Looking even farther down the road though at PHR adoption…
While data may indeed be the foundation of any PHR, it is hardly compelling, engaging and unlikely to drive adoption in any significant fashion. For far too long, most PHR providers have focused on the data issue and not what a consumer will find of value. This is simply a legacy of most PHRs in the market today that were built by physicians. Such simple solutions we give the moniker of PHR0.25. Adding associated content brings us to PHR0.5. Combining some journaling and disease management brings us to PHR1.0. You get the idea.

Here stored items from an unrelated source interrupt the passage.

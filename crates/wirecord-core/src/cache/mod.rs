//! Server (guild) cache mutated by dispatch events

mod guild;
mod store;

pub use guild::{merge, user_id_of, Guild};
pub use store::{GuildCache, DEFAULT_MAX_MESSAGES};
//! Voice signaling payloads

use std::time::Duration;

use serde::{Deserialize, Serialize};
use serde_json::Value;
use wirecord_session::Envelope;

use super::opcodes::VoiceOpCode;

/// Voice websocket envelope
///
/// The op code stays raw so an unknown op reaches the dispatch table and is
/// reported there instead of failing the whole decode.
#[derive(Debug, Clone, PartialEq, Serialize, Deserialize)]
pub struct VoiceMessage {
    pub op: u8,
    #[serde(default)]
    pub d: Value,
    #[serde(default, skip_serializing_if = "Option::is_none")]
    pub seq: Option<u64>,
}

impl VoiceMessage {
    pub fn new<T: Serialize>(op: VoiceOpCode, data: &T) -> Result<Self, serde_json::Error> {
        Ok(Self {
            op: op.as_u8(),
            d: serde_json::to_value(data)?,
            seq: None,
        })
    }

    /// Heartbeat carrying a wall-clock nonce
    pub fn heartbeat(nonce: u64) -> Self {
        Self {
            op: VoiceOpCode::Heartbeat.as_u8(),
            d: Value::from(nonce),
            seq: None,
        }
    }

    pub fn opcode(&self) -> Option<VoiceOpCode> {
        VoiceOpCode::from_u8(self.op)
    }
}

impl Envelope for VoiceMessage {
    fn opcode(&self) -> u8 {
        self.op
    }

    fn sequence(&self) -> Option<u64> {
        self.seq
    }

    fn event_name(&self) -> Option<&str> {
        None
    }

    fn into_data(self) -> Value {
        self.d
    }
}

#[derive(Debug, Clone, PartialEq, Serialize, Deserialize)]
pub struct HelloPayload {
    /// Milliseconds; voice servers send a float
    pub heartbeat_interval: f64,
}

impl HelloPayload {
    pub fn interval(&self) -> Duration {
        Duration::from_millis(self.heartbeat_interval.max(0.0) as u64)
    }
}

#[derive(Debug, Clone, PartialEq, Eq, Serialize, Deserialize)]
pub struct IdentifyPayload {
    pub server_id: String,
    pub user_id: String,
    pub session_id: String,
    pub token: String,
}

#[derive(Debug, Clone, PartialEq, Eq, Serialize, Deserialize)]
pub struct ResumePayload {
    pub server_id: String,
    pub session_id: String,
    pub token: String,
}

#[derive(Debug, Clone, PartialEq, Eq, Serialize, Deserialize)]
pub struct ReadyPayload {
    pub ssrc: u32,
    pub ip: String,
    pub port: u16,
    #[serde(default)]
    pub modes: Vec<String>,
}

impl ReadyPayload {
    pub fn address(&self) -> String {
        format!("{}:{}", self.ip, self.port)
    }
}

#[derive(Debug, Clone, PartialEq, Eq, Serialize, Deserialize)]
pub struct SelectProtocolPayload {
    pub protocol: String,
    pub data: SelectProtocolData,
}

#[derive(Debug, Clone, PartialEq, Eq, Serialize, Deserialize)]
pub struct SelectProtocolData {
    pub address: String,
    pub port: u16,
    pub mode: String,
}

impl SelectProtocolPayload {
    pub fn udp(address: String, port: u16, mode: &str) -> Self {
        Self {
            protocol: "udp".to_string(),
            data: SelectProtocolData {
                address,
                port,
                mode: mode.to_string(),
            },
        }
    }
}

#[derive(Debug, Clone, PartialEq, Eq, Serialize, Deserialize)]
pub struct SessionDescriptionPayload {
    pub mode: String,
    pub secret_key: Vec<u8>,
}

#[derive(Debug, Clone, PartialEq, Eq, Serialize, Deserialize)]
pub struct SpeakingPayload {
    /// Bit flags; 1 = microphone
    pub speaking: u8,
    pub delay: u32,
    pub ssrc: u32,
}

impl SpeakingPayload {
    pub fn microphone(speaking: bool, ssrc: u32) -> Self {
        Self {
            speaking: u8::from(speaking),
            delay: 0,
            ssrc,
        }
    }
}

The slow evolution and growth in the PHR market is partly a function of low market demand (consumers rarely engage in their health at that level) and poor solutions that offer only modest value. For adoption to continue to accelerate, PHR vendors need to begin thinking beyond the PHR construct that is prevalent today. A new model is required that divorces itself from the old model striking new ground and offering a compelling new value proposition. With Google Health (if it gets its act together) and MS HealthVault now doing the heavy data lifting work, developers have a unique opportuntiy to refocus their resources and create new and compelling solutions that truly engage the consumer and provide direct, measurable value.